The Labor Department figures were almost uniformly bleak. Employers eliminated 30,000 jobs last month, a bit more than Wall Street economists had expected. Equally important, May's job losses, which had initially been reported at 17,000, were sharply revised, to 70,000.
The unemployment rate, which stood at 6.1 percent in May, jumped to 6.4 percent in June. The jobless rate has not been this high since April 1994. This was the biggest month-to-month increase in unemployment since immediately after the Sept. 11, 2001, terrorist attacks.
The report surprised and disappointed most analysts, who had expected that the unemployment rate would probably post a very modest increase, to 6.2 percent.
William Dudly, chief United States economist at Goldman Sachs & Company:
"About the best you can say is that the labor market is deteriorating at a slower pace," he said. "Still, the Federal Reserve has to be somewhat discouraged by this report."
Bond prices fell sharply after the employment report was released, and bond yields, which move in the opposite direction, climbed. This afternoon, the price of the Treasury's 10-year note was down nearly a point, pushing its yield up to 3.65 percent, from 3.53 percent late Wednesday.
Analysts consider the employment figures to be a lagging economic indicator. But there were elements in today's report that do not bode well for the summer quarter. And those who expected a post-war pickup in the economy are still waiting for it to happen.
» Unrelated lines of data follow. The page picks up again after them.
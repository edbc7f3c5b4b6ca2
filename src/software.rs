//! CPU backend.
//!
//! Keeps textures as `RgbaImage`s and composites quads into a target image
//! by inverse-mapping each covered pixel center into the source rectangle
//! and taking the nearest texel. Blending is source-over.

use image::RgbaImage;

use crate::affine::Affine;
use crate::basics::{iceil, ifloor, Point, Pt, RectI};
use crate::color::Rgba8;
use crate::engine::{Backend, TextureId};
use crate::error::{Error, Result};
use crate::pixfmt::PixfmtRgba32;
use crate::renderer_base::RendererBase;

/// Reference [`Backend`] rendering into an owned image.
#[derive(Debug, Clone)]
pub struct SoftwareBackend {
    target: RgbaImage,
    textures: Vec<RgbaImage>,
}

impl SoftwareBackend {
    /// A transparent `width` x `height` target.
    pub fn new(width: u32, height: u32) -> Self {
        Self {
            target: RgbaImage::new(width, height),
            textures: Vec::new(),
        }
    }

    pub fn target(&self) -> &RgbaImage {
        &self.target
    }

    pub fn into_target(self) -> RgbaImage {
        self.target
    }

    /// Fill the whole target with `c`.
    pub fn clear(&mut self, c: Rgba8) {
        PixfmtRgba32::new(&mut self.target).clear(&c);
    }

    pub fn texture(&self, id: TextureId) -> Option<&RgbaImage> {
        self.textures.get(id.0 as usize)
    }
}

impl Backend for SoftwareBackend {
    fn create_texture(&mut self, width: u32, height: u32) -> Result<TextureId> {
        if width == 0 || height == 0 {
            return Err(Error::EmptyTexture);
        }
        self.textures.push(RgbaImage::new(width, height));
        Ok(TextureId(self.textures.len() as u32 - 1))
    }

    fn upload(&mut self, texture: TextureId, region: &RectI, pixels: &RgbaImage) -> Result<()> {
        let dst = self
            .textures
            .get_mut(texture.0 as usize)
            .ok_or(Error::UnknownTexture(texture))?;
        let w = dst.width().min(pixels.width()) as i32;
        let h = dst.height().min(pixels.height()) as i32;
        let mut r = *region;
        if r.x2 <= r.x1 || r.y2 <= r.y1 || !r.clip(&RectI::new(0, 0, w, h)) {
            return Ok(());
        }
        for y in r.y1..r.y2 {
            for x in r.x1..r.x2 {
                dst.put_pixel(x as u32, y as u32, *pixels.get_pixel(x as u32, y as u32));
            }
        }
        Ok(())
    }

    fn draw_quad(&mut self, texture: TextureId, corners: [Point; 3], src: &RectI) -> Result<()> {
        let tex = self
            .textures
            .get(texture.0 as usize)
            .ok_or(Error::UnknownTexture(texture))?;
        let mut src = *src;
        if !src.clip(&RectI::new(0, 0, tex.width() as i32, tex.height() as i32))
            || src.width() <= 0
            || src.height() <= 0
        {
            return Ok(());
        }

        // Source pixel offset within `src` -> device pixel.
        let (w, h) = (src.width() as Pt, src.height() as Pt);
        let [p0, p1, p2] = corners;
        let m = Affine::new(
            (p1.x - p0.x) / w,
            (p1.y - p0.y) / w,
            (p2.x - p0.x) / h,
            (p2.y - p0.y) / h,
            p0.x,
            p0.y,
        );
        let Some(inv) = m.inverted() else {
            return Ok(());
        };

        let p3 = Point::new(p1.x + p2.x - p0.x, p1.y + p2.y - p0.y);
        let xs = [p0.x, p1.x, p2.x, p3.x];
        let ys = [p0.y, p1.y, p2.y, p3.y];
        let fold = |v: &[Pt; 4], f: fn(Pt, Pt) -> Pt| v.iter().copied().fold(v[0], f);
        let x1 = ifloor(fold(&xs, Pt::min) as f64).max(0);
        let y1 = ifloor(fold(&ys, Pt::min) as f64).max(0);
        let x2 = iceil(fold(&xs, Pt::max) as f64).min(self.target.width() as i32);
        let y2 = iceil(fold(&ys, Pt::max) as f64).min(self.target.height() as i32);

        let mut ren = RendererBase::new(PixfmtRgba32::new(&mut self.target));
        for y in y1..y2 {
            for x in x1..x2 {
                let s = inv.transform_point(Point::new(x as Pt + 0.5, y as Pt + 0.5));
                if s.x < 0.0 || s.y < 0.0 || s.x >= w || s.y >= h {
                    continue;
                }
                let sx = (src.x1 + s.x as i32) as u32;
                let sy = (src.y1 + s.y as i32) as u32;
                let c: Rgba8 = (*tex.get_pixel(sx, sy)).into();
                if !c.is_transparent() {
                    ren.blend_pixel(x, y, &c, 255);
                }
            }
        }
        Ok(())
    }
}

// ============================================================================
// Tests
// ============================================================================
The Bush administration, which is likely to coming under increasing political attack about its handling of the economy, reacted coolly to the unemployment figures. In a statement, the White House said the job figures were a "sign of a slow recovery from a short, shallow recession."
Specifically, analysts were troubled by the fact that those who were employed did not work longer hours last month; the hours worked figures were flat. If final demand in the economy were growing, hours worked would be rising.
Moreover, wages for those who were employed did not jump much; average hourly earnings rose just 0.2 percentage points. In conjunction with a rising unemployment rate, slower wage growth is not likely to bolster consumer confidence, analysts said.
Separately, the Labor Department said that initial unemployment claims, weekly figures that analysts consider a coincident indicator, rose to 430,000 last week, an increase of 21,000 from the previous week.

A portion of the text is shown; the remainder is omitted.